There are also people with enough money to consider making some of their surplus available to others through crowdfunding.
It’s technically made possible by the global interconnectivity of over two billion mobile internet users and the vision of the founders of fast-moving tech start-ups like Airbnb, Uber, Zipcar, Freelancer and Upwork – just to name a few. Accommodation and transport are the two largest crowdsourcing sectors and just to put this into perspective, one in ten of the population of France are registered with ridesharing service BlaBlaCar.
It was made attitudinally possible when so many of us first got used to sharing our holiday photos, come to think of it photos of just about anything, on Facebook. Using eBay and Amazon made us comfortable not only with e-commerce but with dealing with other individuals as well as companies in marketplaces. We understand there are procedures to maintain ethical standards and protect us from scammers and fraudsters, and also how to project our own trustworthiness.
However, when those early mover start-ups so disrupted the business norms in their respective sectors they were letting a genie out of the bottle. At an astonishing pace, they have become the new norms. Airbnb has more rooms available after five years than Hilton Hotels has after 96. And now fresh start-ups not only aim to emulate this, but to leapfrog them.
Renowned start-up incubator Y Combinator and the Priceonomics Data Studio analysed eight years of incubator applications to see what competitors and technologies start-ups mentioned in their apps. And guess what? Everyone wants to be Uber, or Instagram or Airbnb.
I mentioned this before in my article Disruptors are getting disrupted with even more disruptive competition looming, what should the established corporations be doing? The crowd economy is not going to go away. We believe this means corporations need to either embrace it or resign themselves to managing decline in the face of ever more challenger brands, perhaps to a terminal stage.

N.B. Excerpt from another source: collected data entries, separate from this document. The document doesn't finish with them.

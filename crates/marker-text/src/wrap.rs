use core::ops::Range;

use unicode_segmentation::UnicodeSegmentation;

use crate::line_breaker::{LineBreakKind, compute_line_breaks};

/// One visual line produced by [`wrap_text`].
#[derive(Debug, Clone, PartialEq, Eq)]
pub struct WrappedLine {
    /// Byte range into the wrapped text, including trailing whitespace.
    pub range: Range<usize>,
    /// Line text with trailing whitespace removed.
    pub text: String,
}

/// Collapse runs of whitespace into single spaces and trim both ends, the
/// way a browser renders normal-flow text.
pub fn collapse_whitespace(text: &str) -> String {
    text.split_whitespace().collect::<Vec<_>>().join(" ")
}

/// Width of `text` in grapheme clusters.
pub fn display_width(text: &str) -> usize {
    text.graphemes(true).count()
}

/// Greedily wrap `text` into lines no wider than `max_columns`.
///
/// Lines only break at UAX-14 opportunities; a single unbreakable run wider
/// than the limit gets a line of its own. Trailing whitespace does not count
/// towards the width. Empty input yields no lines.
pub fn wrap_text(text: &str, max_columns: usize) -> Vec<WrappedLine> {
    let max_columns = max_columns.max(1);
    let mut lines = Vec::new();
    let mut line_start = 0;
    let mut last_fit: Option<usize> = None;

    for brk in compute_line_breaks(text) {
        let width = display_width(text[line_start..brk.offset].trim_end());
        if width > max_columns {
            if let Some(fit) = last_fit {
                push_line(text, line_start..fit, &mut lines);
                line_start = fit;
            }
        }
        last_fit = Some(brk.offset);
        if brk.kind == LineBreakKind::Mandatory {
            push_line(text, line_start..brk.offset, &mut lines);
            line_start = brk.offset;
            last_fit = None;
        }
    }
    lines
}

fn push_line(text: &str, range: Range<usize>, lines: &mut Vec<WrappedLine>) {
    let line = text[range.clone()].trim_end();
    if line.is_empty() {
        return;
    }
    lines.push(WrappedLine {
        range,
        text: line.to_string(),
    });
}

#[cfg(test)]
mod tests {
    use super::*;

    fn texts(lines: &[WrappedLine]) -> Vec<&str> {
        lines.iter().map(|l| l.text.as_str()).collect()
    }

    #[test]
    fn wraps_at_word_boundaries() {
        let lines = wrap_text("the quick brown fox jumps", 10);
        assert_eq!(texts(&lines), vec!["the quick", "brown fox", "jumps"]);
    }

    #[test]
    fn short_text_is_one_line() {
        let lines = wrap_text("hello", 40);
        assert_eq!(texts(&lines), vec!["hello"]);
        assert_eq!(lines[0].range, 0..5);
    }

    #[test]
    fn overlong_word_gets_its_own_line() {
        let lines = wrap_text("a supercalifragilistic b", 5);
        assert_eq!(texts(&lines), vec!["a", "supercalifragilistic", "b"]);
    }

    #[test]
    fn newline_forces_a_break() {
        let lines = wrap_text("one\ntwo", 40);
        assert_eq!(texts(&lines), vec!["one", "two"]);
    }

    #[test]
    fn empty_text_has_no_lines() {
        assert!(wrap_text("", 10).is_empty());
        assert!(wrap_text("   ", 10).is_empty());
    }

    #[test]
    fn width_counts_graphemes() {
        assert_eq!(display_width("e\u{301}te\u{301}"), 3);
        assert_eq!(collapse_whitespace("  a \n\t b  "), "a b");
    }
}
use marker_dom::{Document, ElementId};
use tracing::debug;

use super::orchestrator::{Reveal, teardown_build};

impl Reveal {
    /// Fully tear down the instance of `target`: kill its timeline, cancel
    /// its scroll binding, revert the split and remove every bar under it.
    ///
    /// Returns `false` (and does nothing) when the target has no instance.
    pub fn cleanup(&mut self, doc: &mut Document, target: ElementId) -> bool {
        let Some(instance) = self.instances.remove(&target) else {
            return false;
        };
        if let Some(build) = instance.build {
            teardown_build(doc, target, build, &mut self.collaborators, &self.bars);
        }
        self.collaborators.splitter.revert(doc, instance.split);
        let stray = self.bars.remove_all(doc, target);
        debug!(%target, stray_bars = stray, "reveal cleaned up");
        true
    }

    /// Tear down every instance. Returns how many there were.
    pub fn cleanup_all(&mut self, doc: &mut Document) -> usize {
        let targets: Vec<ElementId> = self.instances.keys().copied().collect();
        for target in &targets {
            self.cleanup(doc, *target);
        }
        targets.len()
    }
}
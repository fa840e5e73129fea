//! Animation engine seam.
//!
//! The reveal never touches timelines directly; it goes through the
//! [`Animator`] trait so hosts can swap in their own engine. The bundled
//! [`TimelineEngine`] keeps timelines in a map, advances the playing ones on
//! every frame and writes the sampled scale into each target's inline
//! `transform`.

use std::collections::HashMap;

use marker_dom::{Document, ElementId};
use tracing::trace;

use super::events::{EventQueue, TimelineEvent};
use super::timeline::Timeline;
use super::types::{TimelineId, TimelineState};

/// Animation engine used by the reveal.
pub trait Animator {
    /// Apply inline style properties immediately.
    fn set(&mut self, doc: &mut Document, target: ElementId, props: &[(&str, &str)]);

    /// Show or hide an element through both `opacity` and `visibility`, so a
    /// fully transparent element also stops receiving pointer events.
    fn set_auto_alpha(&mut self, doc: &mut Document, target: ElementId, visible: bool) {
        if visible {
            self.set(doc, target, &[("opacity", "1"), ("visibility", "inherit")]);
        } else {
            self.set(doc, target, &[("opacity", "0"), ("visibility", "hidden")]);
        }
    }

    /// Take ownership of a paused timeline.
    fn create_timeline(&mut self, timeline: Timeline) -> TimelineId;

    fn timeline(&self, id: TimelineId) -> Option<&Timeline>;

    /// Start a paused timeline. Returns `false` for unknown, playing,
    /// finished or killed timelines.
    fn play(&mut self, id: TimelineId) -> bool;

    /// Stop and forget a timeline. Returns whether it was known.
    fn kill(&mut self, id: TimelineId) -> bool;

    /// Move every playing timeline forward by `delta_ms`.
    fn advance(&mut self, doc: &mut Document, delta_ms: f64);

    /// Number of timelines the engine still owns.
    fn live_timelines(&self) -> usize;

    /// Take every lifecycle event recorded since the last drain.
    fn drain_events(&mut self) -> Vec<TimelineEvent>;

    /// Number of events waiting to be drained.
    fn pending_events(&self) -> usize;
}

/// Default in-process [`Animator`].
#[derive(Debug, Default)]
pub struct TimelineEngine {
    timelines: HashMap<TimelineId, Timeline>,
    event_queue: EventQueue,
}

impl TimelineEngine {
    pub fn new() -> Self {
        Self::default()
    }

    /// Whether any timeline is currently playing.
    pub fn has_active_timelines(&self) -> bool {
        self.timelines.values().any(Timeline::is_active)
    }
}

impl Animator for TimelineEngine {
    fn set(&mut self, doc: &mut Document, target: ElementId, props: &[(&str, &str)]) {
        for (property, value) in props {
            doc.set_style(target, property, *value);
        }
    }

    fn create_timeline(&mut self, timeline: Timeline) -> TimelineId {
        let id = timeline.id;
        trace!(timeline = id.0, tweens = timeline.tweens().len(), "timeline created");
        self.timelines.insert(id, timeline);
        id
    }

    fn timeline(&self, id: TimelineId) -> Option<&Timeline> {
        self.timelines.get(&id)
    }

    fn play(&mut self, id: TimelineId) -> bool {
        let Some(timeline) = self.timelines.get_mut(&id) else {
            return false;
        };
        if !timeline.play() {
            return false;
        }
        self.event_queue.push(TimelineEvent::Played { timeline: id });
        true
    }

    fn kill(&mut self, id: TimelineId) -> bool {
        let Some(mut timeline) = self.timelines.remove(&id) else {
            return false;
        };
        timeline.kill();
        self.event_queue.push(TimelineEvent::Killed { timeline: id });
        true
    }

    fn advance(&mut self, doc: &mut Document, delta_ms: f64) {
        let delta_seconds = delta_ms.max(0.0) / 1000.0;
        for (id, timeline) in self.timelines.iter_mut() {
            if !timeline.is_active() {
                continue;
            }
            timeline.advance(delta_seconds);
            for (target, axis, value) in timeline.sample() {
                doc.set_style(target, "transform", axis.transform(value));
            }
            if timeline.state() == TimelineState::Finished {
                self.event_queue
                    .push(TimelineEvent::Completed { timeline: *id });
            }
        }
    }

    fn live_timelines(&self) -> usize {
        self.timelines.len()
    }

    fn drain_events(&mut self) -> Vec<TimelineEvent> {
        self.event_queue.drain().collect()
    }

    fn pending_events(&self) -> usize {
        self.event_queue.len()
    }
}

static_assertions::assert_impl_all!(TimelineEngine: Send);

A decade ago, Paul Graham, a founder of start-up incubator Y Combinator, in an address to Berkeley CSUA, said: “What companies should do is go out and discover start-ups when they’re young, before VCs have puffed them up into something that costs hundreds of millions to acquire.”
He continued with: “When companies buy start-ups, they’re effectively fusing recruiting and product development. And I think that’s more efficient than doing the two separately, because you always get people who are really committed to what they’re working on.”
This creates a positive and virtuous circle where even more start-up creators are encouraged by the higher chances of being bought by large corporations who embrace this strategy to stay ahead of the game.
Here is where we have reached in 2016.
- There are over 1,700 crowdfunding platforms reaching over $30 billion in funding.
- More than 850 sharing economy platforms.
- Large companies compete in the business connected to the Cloud such as Microsoft, Salesforce, Google, IBM, Rackspace and NTT alongside market leader Amazon Web Services – and expect Facebook to enter this space soon.
- There are now hundreds of digital currencies in the market and a handful of decentralized platforms like ethereum, Ripple, Blockstream and Augur making waves.
Corporations will not serve their customers, employees or shareholders well if they remain spectators. Now that the second wave of the crowd economy is coming, will you be ready?
Join me at Crowdsourcing Week Europe 2016, November 21st – 25th in Brussels where Crowd Innovation for Corporations will be one of the main points of focus.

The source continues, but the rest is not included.